[Excerpted records Boundary: Start]
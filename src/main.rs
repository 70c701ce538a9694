//! beadgrid - Command-line tool for turning images into bead patterns and pixel art

use std::process::ExitCode;

use beadgrid::cli;

fn main() -> ExitCode {
    cli::run()
}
[Excerpted records Boundary: End]
Activity — Letter for letter, copy all of the entries above.

Answer to this task —
filename src/main.rs
repository 70c701ce538a9694
//! beadgrid - Command-line tool for turning images into bead patterns and pixel art

use std::process::ExitCode;

use beadgrid::cli;

fn main() -> ExitCode {
    cli::run()
}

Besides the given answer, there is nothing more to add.